Data provided: Begin
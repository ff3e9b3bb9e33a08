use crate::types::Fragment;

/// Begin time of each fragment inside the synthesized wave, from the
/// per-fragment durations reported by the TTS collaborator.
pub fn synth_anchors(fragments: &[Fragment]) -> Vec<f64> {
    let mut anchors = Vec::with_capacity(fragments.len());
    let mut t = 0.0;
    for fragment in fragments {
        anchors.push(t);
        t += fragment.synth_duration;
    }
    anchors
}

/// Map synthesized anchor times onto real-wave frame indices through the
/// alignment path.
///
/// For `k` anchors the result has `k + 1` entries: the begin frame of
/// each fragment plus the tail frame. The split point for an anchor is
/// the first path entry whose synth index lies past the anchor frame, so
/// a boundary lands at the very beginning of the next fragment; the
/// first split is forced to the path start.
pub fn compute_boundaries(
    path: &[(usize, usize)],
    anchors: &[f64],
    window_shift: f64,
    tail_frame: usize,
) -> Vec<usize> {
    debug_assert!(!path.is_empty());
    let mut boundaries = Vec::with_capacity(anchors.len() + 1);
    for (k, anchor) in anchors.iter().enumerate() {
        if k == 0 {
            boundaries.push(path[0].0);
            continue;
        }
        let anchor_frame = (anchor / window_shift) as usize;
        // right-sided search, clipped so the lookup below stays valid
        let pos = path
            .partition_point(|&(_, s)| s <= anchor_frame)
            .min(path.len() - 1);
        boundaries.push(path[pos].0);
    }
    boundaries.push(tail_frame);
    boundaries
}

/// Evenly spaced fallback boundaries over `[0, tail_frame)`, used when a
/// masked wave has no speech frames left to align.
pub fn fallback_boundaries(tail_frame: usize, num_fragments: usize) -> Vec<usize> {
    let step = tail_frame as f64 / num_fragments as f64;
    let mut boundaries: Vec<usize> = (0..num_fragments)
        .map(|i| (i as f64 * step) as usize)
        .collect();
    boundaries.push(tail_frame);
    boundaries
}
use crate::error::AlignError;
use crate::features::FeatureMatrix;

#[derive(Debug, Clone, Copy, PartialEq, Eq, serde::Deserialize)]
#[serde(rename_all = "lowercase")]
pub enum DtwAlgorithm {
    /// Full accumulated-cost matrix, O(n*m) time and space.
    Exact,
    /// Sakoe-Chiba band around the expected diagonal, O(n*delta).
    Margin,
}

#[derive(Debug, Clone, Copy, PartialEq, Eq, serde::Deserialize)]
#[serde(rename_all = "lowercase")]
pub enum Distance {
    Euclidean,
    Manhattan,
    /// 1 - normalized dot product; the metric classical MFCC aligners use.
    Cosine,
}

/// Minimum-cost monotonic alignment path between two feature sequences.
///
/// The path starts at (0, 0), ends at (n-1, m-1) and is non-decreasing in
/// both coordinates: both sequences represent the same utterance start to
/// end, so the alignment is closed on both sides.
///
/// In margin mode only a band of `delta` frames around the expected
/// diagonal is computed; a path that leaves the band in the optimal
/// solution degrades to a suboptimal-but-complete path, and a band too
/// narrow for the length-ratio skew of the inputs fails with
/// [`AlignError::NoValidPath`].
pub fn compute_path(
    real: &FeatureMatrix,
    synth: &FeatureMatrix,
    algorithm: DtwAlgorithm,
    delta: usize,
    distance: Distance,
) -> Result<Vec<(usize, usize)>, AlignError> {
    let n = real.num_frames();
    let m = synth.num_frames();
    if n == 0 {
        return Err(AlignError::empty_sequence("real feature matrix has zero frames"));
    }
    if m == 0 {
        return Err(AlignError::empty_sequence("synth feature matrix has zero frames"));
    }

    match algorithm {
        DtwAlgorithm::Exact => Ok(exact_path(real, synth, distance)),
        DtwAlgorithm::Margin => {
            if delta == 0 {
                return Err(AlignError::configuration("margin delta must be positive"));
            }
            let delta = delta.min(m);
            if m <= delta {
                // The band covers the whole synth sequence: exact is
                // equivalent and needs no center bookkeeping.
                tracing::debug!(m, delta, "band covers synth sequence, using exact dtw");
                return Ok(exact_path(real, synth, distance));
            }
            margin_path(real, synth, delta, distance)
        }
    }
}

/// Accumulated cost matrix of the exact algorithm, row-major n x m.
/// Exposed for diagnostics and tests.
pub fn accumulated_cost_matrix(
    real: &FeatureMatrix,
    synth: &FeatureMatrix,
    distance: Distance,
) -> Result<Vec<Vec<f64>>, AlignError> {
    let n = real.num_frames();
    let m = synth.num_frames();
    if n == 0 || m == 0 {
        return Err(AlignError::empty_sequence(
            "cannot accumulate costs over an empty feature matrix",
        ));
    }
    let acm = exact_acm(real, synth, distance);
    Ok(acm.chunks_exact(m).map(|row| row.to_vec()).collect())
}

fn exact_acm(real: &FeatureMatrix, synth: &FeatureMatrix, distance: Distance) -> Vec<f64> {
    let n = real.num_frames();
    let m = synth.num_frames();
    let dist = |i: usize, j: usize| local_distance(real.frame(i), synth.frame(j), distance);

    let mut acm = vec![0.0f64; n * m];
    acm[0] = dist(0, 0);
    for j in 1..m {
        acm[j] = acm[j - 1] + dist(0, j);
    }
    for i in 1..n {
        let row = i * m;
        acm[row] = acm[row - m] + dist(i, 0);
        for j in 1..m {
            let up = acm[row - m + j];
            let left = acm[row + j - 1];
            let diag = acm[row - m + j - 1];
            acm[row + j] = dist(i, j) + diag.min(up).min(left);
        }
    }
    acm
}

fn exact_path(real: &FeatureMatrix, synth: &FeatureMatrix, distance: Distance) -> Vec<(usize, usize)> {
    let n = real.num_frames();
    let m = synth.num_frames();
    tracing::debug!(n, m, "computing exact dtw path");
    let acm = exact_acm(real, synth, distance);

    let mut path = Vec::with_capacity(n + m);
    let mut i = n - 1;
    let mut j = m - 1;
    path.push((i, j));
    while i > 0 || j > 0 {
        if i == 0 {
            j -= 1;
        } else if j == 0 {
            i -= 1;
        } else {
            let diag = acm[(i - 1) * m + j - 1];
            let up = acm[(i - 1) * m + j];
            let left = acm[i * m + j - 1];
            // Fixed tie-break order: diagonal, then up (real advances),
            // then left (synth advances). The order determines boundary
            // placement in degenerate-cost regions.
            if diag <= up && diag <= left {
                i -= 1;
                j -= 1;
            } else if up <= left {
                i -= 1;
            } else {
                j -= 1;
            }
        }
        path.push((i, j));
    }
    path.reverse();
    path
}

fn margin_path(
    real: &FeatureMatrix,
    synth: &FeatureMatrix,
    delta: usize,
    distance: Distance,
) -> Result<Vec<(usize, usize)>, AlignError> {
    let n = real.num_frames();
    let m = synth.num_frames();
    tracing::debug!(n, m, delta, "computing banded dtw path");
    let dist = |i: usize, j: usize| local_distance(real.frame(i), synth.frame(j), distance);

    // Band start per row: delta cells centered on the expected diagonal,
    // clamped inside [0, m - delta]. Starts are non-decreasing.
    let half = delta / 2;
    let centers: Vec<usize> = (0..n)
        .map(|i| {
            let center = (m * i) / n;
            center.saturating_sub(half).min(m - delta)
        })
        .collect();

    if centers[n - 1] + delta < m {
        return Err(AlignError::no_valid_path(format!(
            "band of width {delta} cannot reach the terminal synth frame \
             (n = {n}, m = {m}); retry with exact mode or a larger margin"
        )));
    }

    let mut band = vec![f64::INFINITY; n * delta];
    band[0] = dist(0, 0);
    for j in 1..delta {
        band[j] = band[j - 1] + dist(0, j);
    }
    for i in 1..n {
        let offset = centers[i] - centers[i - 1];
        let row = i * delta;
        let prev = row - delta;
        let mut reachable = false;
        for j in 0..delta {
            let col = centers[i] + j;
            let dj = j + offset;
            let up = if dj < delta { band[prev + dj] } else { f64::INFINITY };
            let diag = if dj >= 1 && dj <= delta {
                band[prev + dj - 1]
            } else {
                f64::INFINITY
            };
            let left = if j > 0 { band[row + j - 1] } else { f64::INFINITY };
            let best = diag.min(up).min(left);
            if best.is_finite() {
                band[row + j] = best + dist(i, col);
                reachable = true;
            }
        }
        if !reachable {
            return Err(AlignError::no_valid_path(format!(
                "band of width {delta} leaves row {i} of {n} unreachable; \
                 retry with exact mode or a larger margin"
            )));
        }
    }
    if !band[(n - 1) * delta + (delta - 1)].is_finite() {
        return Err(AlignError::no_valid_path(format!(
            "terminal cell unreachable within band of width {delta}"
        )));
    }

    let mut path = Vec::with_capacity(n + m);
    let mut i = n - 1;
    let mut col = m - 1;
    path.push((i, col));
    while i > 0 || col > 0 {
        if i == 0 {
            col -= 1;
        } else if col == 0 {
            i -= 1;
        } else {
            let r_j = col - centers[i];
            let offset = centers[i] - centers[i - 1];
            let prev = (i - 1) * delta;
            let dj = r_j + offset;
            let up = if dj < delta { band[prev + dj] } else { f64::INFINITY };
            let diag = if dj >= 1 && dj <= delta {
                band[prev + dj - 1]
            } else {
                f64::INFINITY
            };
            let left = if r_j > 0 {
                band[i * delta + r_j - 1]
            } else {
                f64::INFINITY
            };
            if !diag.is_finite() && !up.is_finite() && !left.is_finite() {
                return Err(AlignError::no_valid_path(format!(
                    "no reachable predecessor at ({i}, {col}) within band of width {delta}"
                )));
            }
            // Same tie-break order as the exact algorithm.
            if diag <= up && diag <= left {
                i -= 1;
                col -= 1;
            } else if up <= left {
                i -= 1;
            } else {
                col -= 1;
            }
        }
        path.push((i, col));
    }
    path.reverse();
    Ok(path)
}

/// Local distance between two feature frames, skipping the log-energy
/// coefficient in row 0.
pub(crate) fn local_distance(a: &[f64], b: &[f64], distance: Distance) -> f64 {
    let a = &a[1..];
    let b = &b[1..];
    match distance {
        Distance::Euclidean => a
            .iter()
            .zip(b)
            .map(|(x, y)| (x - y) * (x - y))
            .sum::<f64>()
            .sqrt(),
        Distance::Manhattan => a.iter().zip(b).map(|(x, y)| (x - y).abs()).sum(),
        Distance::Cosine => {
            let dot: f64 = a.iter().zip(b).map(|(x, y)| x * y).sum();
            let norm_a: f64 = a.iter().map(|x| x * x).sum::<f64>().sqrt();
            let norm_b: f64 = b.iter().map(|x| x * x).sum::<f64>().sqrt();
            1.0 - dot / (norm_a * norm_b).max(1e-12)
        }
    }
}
Data provided: End
Above are the records. Copy the lines beginning at the one that has "if centers[n - 1]" and ending with the one that has "band[row + j]", unchanged.

    if centers[n - 1] + delta < m {
        return Err(AlignError::no_valid_path(format!(
            "band of width {delta} cannot reach the terminal synth frame \
             (n = {n}, m = {m}); retry with exact mode or a larger margin"
        )));
    }

    let mut band = vec![f64::INFINITY; n * delta];
    band[0] = dist(0, 0);
    for j in 1..delta {
        band[j] = band[j - 1] + dist(0, j);
    }
    for i in 1..n {
        let offset = centers[i] - centers[i - 1];
        let row = i * delta;
        let prev = row - delta;
        let mut reachable = false;
        for j in 0..delta {
            let col = centers[i] + j;
            let dj = j + offset;
            let up = if dj < delta { band[prev + dj] } else { f64::INFINITY };
            let diag = if dj >= 1 && dj <= delta {
                band[prev + dj - 1]
            } else {
                f64::INFINITY
            };
            let left = if j > 0 { band[row + j - 1] } else { f64::INFINITY };
            let best = diag.min(up).min(left);
            if best.is_finite() {
                band[row + j] = best + dist(i, col);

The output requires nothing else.